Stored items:

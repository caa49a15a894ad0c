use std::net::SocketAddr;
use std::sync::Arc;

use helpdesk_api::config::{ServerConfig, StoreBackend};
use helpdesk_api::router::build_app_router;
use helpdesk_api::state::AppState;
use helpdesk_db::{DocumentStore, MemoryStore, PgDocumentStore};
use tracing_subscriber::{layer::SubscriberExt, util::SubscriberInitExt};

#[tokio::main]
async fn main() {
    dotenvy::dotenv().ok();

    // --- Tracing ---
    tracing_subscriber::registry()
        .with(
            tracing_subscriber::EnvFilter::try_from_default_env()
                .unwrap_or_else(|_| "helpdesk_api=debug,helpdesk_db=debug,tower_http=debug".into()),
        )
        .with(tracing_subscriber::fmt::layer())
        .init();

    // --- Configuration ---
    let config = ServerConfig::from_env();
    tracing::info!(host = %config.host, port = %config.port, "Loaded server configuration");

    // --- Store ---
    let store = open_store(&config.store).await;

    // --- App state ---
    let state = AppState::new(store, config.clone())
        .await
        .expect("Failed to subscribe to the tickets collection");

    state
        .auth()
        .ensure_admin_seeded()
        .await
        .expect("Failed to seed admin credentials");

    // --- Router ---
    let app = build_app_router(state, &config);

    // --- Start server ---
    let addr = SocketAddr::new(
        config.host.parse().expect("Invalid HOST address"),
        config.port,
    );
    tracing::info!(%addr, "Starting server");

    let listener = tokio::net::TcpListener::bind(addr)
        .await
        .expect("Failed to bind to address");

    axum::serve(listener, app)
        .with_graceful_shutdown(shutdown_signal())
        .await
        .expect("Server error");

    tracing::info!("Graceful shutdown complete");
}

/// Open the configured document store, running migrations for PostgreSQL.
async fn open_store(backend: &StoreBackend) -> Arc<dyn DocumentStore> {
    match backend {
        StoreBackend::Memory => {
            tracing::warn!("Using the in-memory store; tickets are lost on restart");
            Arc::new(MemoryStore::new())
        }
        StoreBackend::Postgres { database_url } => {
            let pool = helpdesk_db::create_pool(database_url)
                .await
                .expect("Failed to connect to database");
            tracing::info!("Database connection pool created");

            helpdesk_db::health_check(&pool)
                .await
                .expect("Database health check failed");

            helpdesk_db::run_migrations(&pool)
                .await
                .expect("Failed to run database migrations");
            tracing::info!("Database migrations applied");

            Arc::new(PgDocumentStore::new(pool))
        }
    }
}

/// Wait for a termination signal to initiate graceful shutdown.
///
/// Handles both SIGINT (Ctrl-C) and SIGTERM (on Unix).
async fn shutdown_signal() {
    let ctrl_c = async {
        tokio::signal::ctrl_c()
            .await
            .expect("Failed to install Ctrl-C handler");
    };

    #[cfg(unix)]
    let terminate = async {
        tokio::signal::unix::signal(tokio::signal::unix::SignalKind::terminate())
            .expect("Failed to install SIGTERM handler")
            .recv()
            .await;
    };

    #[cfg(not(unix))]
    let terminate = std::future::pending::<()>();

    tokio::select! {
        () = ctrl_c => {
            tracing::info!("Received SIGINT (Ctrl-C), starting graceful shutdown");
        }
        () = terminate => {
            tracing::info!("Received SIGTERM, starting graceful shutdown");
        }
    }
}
...
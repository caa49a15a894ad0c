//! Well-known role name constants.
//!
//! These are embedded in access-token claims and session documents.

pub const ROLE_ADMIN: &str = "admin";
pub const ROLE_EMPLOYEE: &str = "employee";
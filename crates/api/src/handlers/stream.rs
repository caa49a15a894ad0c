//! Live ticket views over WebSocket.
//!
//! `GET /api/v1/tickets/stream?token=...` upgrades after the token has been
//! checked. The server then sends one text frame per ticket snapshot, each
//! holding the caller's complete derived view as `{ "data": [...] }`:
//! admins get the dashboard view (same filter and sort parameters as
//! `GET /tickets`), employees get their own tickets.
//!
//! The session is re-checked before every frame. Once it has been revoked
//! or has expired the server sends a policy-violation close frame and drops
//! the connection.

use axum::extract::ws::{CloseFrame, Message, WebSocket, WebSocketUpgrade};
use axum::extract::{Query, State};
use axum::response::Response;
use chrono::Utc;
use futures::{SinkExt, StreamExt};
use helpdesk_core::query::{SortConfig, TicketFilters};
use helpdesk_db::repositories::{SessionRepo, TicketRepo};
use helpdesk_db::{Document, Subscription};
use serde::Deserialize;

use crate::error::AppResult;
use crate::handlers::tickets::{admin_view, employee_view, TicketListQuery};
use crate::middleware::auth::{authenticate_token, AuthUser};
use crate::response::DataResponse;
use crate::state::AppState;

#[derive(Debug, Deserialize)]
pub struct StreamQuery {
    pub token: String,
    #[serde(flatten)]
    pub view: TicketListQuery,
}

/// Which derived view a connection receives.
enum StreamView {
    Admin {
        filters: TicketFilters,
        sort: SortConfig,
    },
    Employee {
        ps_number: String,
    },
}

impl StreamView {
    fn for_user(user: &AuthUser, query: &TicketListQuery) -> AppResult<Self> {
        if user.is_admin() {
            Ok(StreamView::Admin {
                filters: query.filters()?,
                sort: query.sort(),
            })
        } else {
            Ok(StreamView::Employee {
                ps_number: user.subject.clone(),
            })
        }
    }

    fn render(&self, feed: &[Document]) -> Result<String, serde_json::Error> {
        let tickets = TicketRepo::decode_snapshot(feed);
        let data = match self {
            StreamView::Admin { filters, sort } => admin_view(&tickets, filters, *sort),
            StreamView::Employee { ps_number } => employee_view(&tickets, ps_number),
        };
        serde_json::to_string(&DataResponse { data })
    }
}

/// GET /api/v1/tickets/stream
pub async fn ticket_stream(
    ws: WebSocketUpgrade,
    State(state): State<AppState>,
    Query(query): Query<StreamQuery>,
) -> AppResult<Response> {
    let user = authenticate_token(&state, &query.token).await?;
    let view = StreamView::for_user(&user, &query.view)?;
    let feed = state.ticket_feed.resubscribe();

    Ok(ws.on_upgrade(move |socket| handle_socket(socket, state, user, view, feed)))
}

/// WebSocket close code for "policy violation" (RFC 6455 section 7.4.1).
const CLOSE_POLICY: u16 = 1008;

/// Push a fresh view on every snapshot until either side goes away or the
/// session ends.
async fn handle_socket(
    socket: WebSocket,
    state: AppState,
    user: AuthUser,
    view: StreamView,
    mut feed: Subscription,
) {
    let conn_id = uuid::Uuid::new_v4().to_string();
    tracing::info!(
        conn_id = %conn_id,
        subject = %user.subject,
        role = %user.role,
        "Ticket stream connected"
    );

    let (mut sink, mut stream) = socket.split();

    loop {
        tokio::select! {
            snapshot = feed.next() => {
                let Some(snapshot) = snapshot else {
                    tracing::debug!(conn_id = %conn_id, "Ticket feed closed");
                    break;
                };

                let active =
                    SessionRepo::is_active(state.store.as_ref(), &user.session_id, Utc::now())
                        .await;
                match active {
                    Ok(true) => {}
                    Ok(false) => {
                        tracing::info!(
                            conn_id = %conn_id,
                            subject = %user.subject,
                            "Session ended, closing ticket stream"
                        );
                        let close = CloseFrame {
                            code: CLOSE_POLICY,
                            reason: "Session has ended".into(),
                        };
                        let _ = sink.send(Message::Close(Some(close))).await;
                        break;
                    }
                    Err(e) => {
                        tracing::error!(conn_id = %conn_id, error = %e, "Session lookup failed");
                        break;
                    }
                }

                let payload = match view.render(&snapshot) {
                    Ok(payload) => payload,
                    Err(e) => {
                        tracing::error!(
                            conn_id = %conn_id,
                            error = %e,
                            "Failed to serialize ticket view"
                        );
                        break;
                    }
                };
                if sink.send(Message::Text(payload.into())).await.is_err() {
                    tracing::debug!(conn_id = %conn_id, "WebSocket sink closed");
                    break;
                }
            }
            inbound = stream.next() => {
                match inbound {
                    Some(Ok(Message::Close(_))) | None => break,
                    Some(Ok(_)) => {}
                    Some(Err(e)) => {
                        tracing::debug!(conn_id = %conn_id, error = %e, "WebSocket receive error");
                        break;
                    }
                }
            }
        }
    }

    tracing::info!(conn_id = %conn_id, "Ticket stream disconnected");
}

WHAT TO PRODUCE
Look back at the data above. Transcribe exactly the lines starting at the line that contains "has been revoked" and ending at the line that contains "use chrono::Utc;".

YOUR RESPONSE
//! The session is re-checked before every frame. Once it has been revoked
//! or has expired the server sends a policy-violation close frame and drops
//! the connection.

use axum::extract::ws::{CloseFrame, Message, WebSocket, WebSocketUpgrade};
use axum::extract::{Query, State};
use axum::response::Response;
use chrono::Utc;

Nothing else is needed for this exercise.